Sarkosh et al. [39] trained an LR-based risk score in 1907 diabetic patients, of whom 763 developed DN within five years. In a binary outcome problem, the authors used multivariate LR analysis to generate risk scores and divided patients into four different groups based on their respective risk of DN: low, moderate, high, and very high.

Chan et al. [42] used the same binary outcome in a train/test set of 686 patients and a validation test of 460 patients. Using clinical data and biomarkers, the authors generated risk probabilities using the final RF model and scaled the results to a continuous score between 5 and 100. The authors named the whole system IntelKidneyX. It stratified patients as follows: low risk (46%), intermediate risk (37%) and high risk (17%) of developing DN within 5 years.

Al-Sari et al. [45] and Makino et al. [37] did almost the same as the previously cited papers, but instead of defining outcome as absence or presence, it was defined as progressor or non-progressor in the Al-Sari paper and as worsening or stable in the Makino et al. paper. Al-Sari et al. used data from 190 patients who had no progression of DN and 190 patients who had progression of DN during a mean follow-up of 5.4 years. He used the RF classifier to predict whether the patient would progress to DN during the follow-up period. On the other hand, Makino et al. extracted clinical features from longitudinal, textual, and structural data. LR models were trained using data from 15,422 stable patients (remaining DN stage 1) and 15,388 patients who experienced disease progression at some point (from DN stage 1 to DN stage 2–5).

Unlike the works presented above, Allen et al. [43] are able to predict 3 different outcomes, DN progression to any stage, DN progression to stages 3–5, and DN progression to stages 4–5. Three different models were created for each possible outcome, each predicting the risk of progression to DN over the next 5 years. RF and XGBoost were used as classifiers with a training and test set of 62,994 and 7,656, respectively.

Figure 2 provides a general overview of the different approaches described above.

Fig. 2figure 2Dynamic approaches

Different temporal approaches have been proposed to deal with EHR and provide risk prediction for DN. Within the remaining selected articles, the following approaches were used: stacked temporal, multitask temporal, discrete survival, and landmark boosting.

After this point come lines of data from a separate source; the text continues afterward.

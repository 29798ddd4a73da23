use std::net::IpAddr;

use ipnet::IpNet;

/// Resolves the client address, honouring `X-Forwarded-For` only when the peer is a trusted proxy.
///
/// Hops are read right to left; the first address outside the trusted networks is the client.
pub(super) fn resolve_client_ip(
    peer: IpAddr,
    forwarded_for: Option<&str>,
    trusted_proxies: &[IpNet],
) -> IpAddr {
    let is_trusted = |address: &IpAddr| trusted_proxies.iter().any(|net| net.contains(address));
    if !is_trusted(&peer) {
        return peer;
    }

    let Some(forwarded_for) = forwarded_for else {
        return peer;
    };

    let mut client = peer;
    for hop in forwarded_for.split(',').rev().map(str::trim) {
        let Ok(address) = hop.parse::<IpAddr>() else {
            break;
        };
        client = address;
        if !is_trusted(&address) {
            break;
        }
    }

    client
}
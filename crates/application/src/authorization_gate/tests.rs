use std::collections::HashSet;
use std::sync::Arc;

use async_trait::async_trait;
use auditrail_core::{ActorIdentity, AppError, AppResult, TenantId, UserId};
use auditrail_domain::{AuditActionType, AuditCategory, AuditSeverity, Capability};
use serde_json::json;

use crate::request_context::{NoRequestContext, RequestContext, RequestContextSource};
use crate::test_support::RecordingSink;

use super::{AuthorizationGate, PermissionLookup, ProtectedOperation, denied_capabilities};

struct FakePermissionLookup {
    granted: HashSet<(UserId, Capability)>,
    fail: bool,
}

#[async_trait]
impl PermissionLookup for FakePermissionLookup {
    async fn has_permission(&self, actor: &ActorIdentity, capability: Capability) -> AppResult<bool> {
        if self.fail {
            return Err(AppError::Internal("permission store unavailable".to_owned()));
        }
        Ok(self.granted.contains(&(actor.user_id(), capability)))
    }
}

struct RequestOnly;

impl RequestContextSource for RequestOnly {
    fn current(&self) -> Option<RequestContext> {
        Some(RequestContext {
            http_method: Some("GET".to_owned()),
            path: Some("/api/audit/export".to_owned()),
            ..RequestContext::default()
        })
    }
}

fn actor() -> ActorIdentity {
    ActorIdentity::new(
        UserId::new(),
        Some("analyst@acme.test".to_owned()),
        Some("Analyst".to_owned()),
        Some(TenantId::new()),
    )
}

fn gate(
    granted: HashSet<(UserId, Capability)>,
    context: Arc<dyn RequestContextSource>,
) -> (AuthorizationGate, Arc<RecordingSink>) {
    let sink = Arc::new(RecordingSink::default());
    let gate = AuthorizationGate::new(
        Arc::new(FakePermissionLookup {
            granted,
            fail: false,
        }),
        sink.clone(),
        context,
    );
    (gate, sink)
}

fn export_operation() -> ProtectedOperation {
    ProtectedOperation::new(
        "audit.export",
        [Capability::AuditExport, Capability::AuditAdmin],
    )
}

#[tokio::test]
async fn holding_any_required_capability_grants_without_records() {
    let actor = actor();
    let (gate, sink) = gate(
        HashSet::from([(actor.user_id(), Capability::AuditAdmin)]),
        Arc::new(NoRequestContext),
    );

    let result = gate.authorize(&actor, &export_operation()).await;
    assert!(result.is_ok());
    assert!(sink.records.lock().is_empty());
}

#[tokio::test]
async fn missing_all_capabilities_denies_with_one_security_record() {
    let actor = actor();
    let (gate, sink) = gate(
        HashSet::from([(actor.user_id(), Capability::AuditRead)]),
        Arc::new(RequestOnly),
    );

    let result = gate.authorize(&actor, &export_operation()).await;
    assert!(matches!(result, Err(AppError::Forbidden(ref message)) if message.contains("audit.export")));

    let records = sink.records.lock();
    assert_eq!(records.len(), 1);
    let denial = &records[0];
    assert_eq!(denial.action(), AuditActionType::PermissionDenied);
    assert_eq!(denial.category(), AuditCategory::Security);
    assert_eq!(denial.severity(), AuditSeverity::Warning);
    assert_eq!(denial.actor_id(), Some(actor.user_id()));
    assert_eq!(denial.tenant_id(), actor.tenant_id());
    assert_eq!(
        denial.metadata().map(|metadata| metadata["required_capabilities"].clone()),
        Some(json!(["audit.export", "audit.admin"]))
    );
    assert_eq!(
        denial.metadata().map(|metadata| metadata["http_method"].clone()),
        Some(json!("GET"))
    );
    assert!(denial.verify_checksum());
}

#[tokio::test]
async fn lookup_failure_propagates_without_denial_record() {
    let sink = Arc::new(RecordingSink::default());
    let gate = AuthorizationGate::new(
        Arc::new(FakePermissionLookup {
            granted: HashSet::new(),
            fail: true,
        }),
        sink.clone(),
        Arc::new(NoRequestContext),
    );

    let result = gate.authorize(&actor(), &export_operation()).await;
    assert!(matches!(result, Err(AppError::Internal(_))));
    assert!(sink.records.lock().is_empty());
}

#[tokio::test]
async fn operations_without_requirements_are_open() {
    let (gate, sink) = gate(HashSet::new(), Arc::new(NoRequestContext));
    let result = gate
        .authorize(&actor(), &ProtectedOperation::new("health", Vec::<Capability>::new()))
        .await;

    assert!(result.is_ok());
    assert!(sink.records.lock().is_empty());
}

#[tokio::test]
async fn denial_error_lists_required_capabilities() {
    let (gate, _) = gate(HashSet::new(), Arc::new(NoRequestContext));
    let result = gate.authorize(&actor(), &export_operation()).await;

    let listed = result.err().as_ref().and_then(denied_capabilities);
    assert_eq!(
        listed,
        Some(vec!["audit.export".to_owned(), "audit.admin".to_owned()])
    );
    assert_eq!(
        denied_capabilities(&AppError::Forbidden("tenant suspended".to_owned())),
        None
    );
}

The stacked temporal technique was used in both Singh et al. [35] and Song et al. [41] work. It aggregates data from each time window to create a single prediction. T time windows, with F features in each, result in only one time window with T multiplied by F features. One of the disadvantages of this technique is that the larger the temporal space considered, the higher the dimensionality of the data, which can lead to a large overfitting. In Fig. 3, the physician appointments within each time window are aggregated to form a one-dimensional space, which is then fed into the model and a prediction is obtained.

Fig. 3figure 3

Stacked temporal approach

The multitask temporal method, introduced by Sing et al., involves predicting the outcome separately for each time window, with the requirement that each window must contain at least five physician appointments. When predicting the risk of DN for a new patient, time windows with five or more appointments are used and the final prediction is the average of the different results obtained in each time window. This stratification of the problem is shown in Fig. 4.

Fig. 4figure 4

Multitask temporal approach

Discrete survival and landmark boosting are two techniques mentioned in the paper by Song et al. The first makes an individual prediction in each time window, with no overlap between windows. A disadvantage of this technique is that it assumes that there is no relationship between examples in different time windows, even if they come from the same patient. This can be seen in Fig. 5.

Fig. 5figure 5

Discrete survival aproach

On the other hand, landmark boosting is very similar to discrete survival, but in each time window t, the prediction made in the previous time window t – 1 is also considered. In effect, there is a transfer of knowledge between the time windows, making each prediction more accurate. This can be seen in the representation of the approach shown in Fig. 6, where each model receives not only the features corresponding to a time window, but also the prediction made in the previous time window (Fig. 7).

Fig. 6figure 6

Landmark boosting classification

Fig. 7figure 7

Most used ML classifiers in proposed methods

Used models, interpretation, and performance

This section discusses the type of models most commonly used to predict the onset or development of DN. It also presents the main interpretation techniques used and a comparison of performance.

Considering the selected papers, five different classifiers were proposed: RF, LR, LightGBM, GBM, and Multi-Task Logistic Regression (MTLR). From Fig. 7, we can see that the most selected method was RF, followed by LR, and finally LightGBM, GBM, and MTLR, which were selected only once.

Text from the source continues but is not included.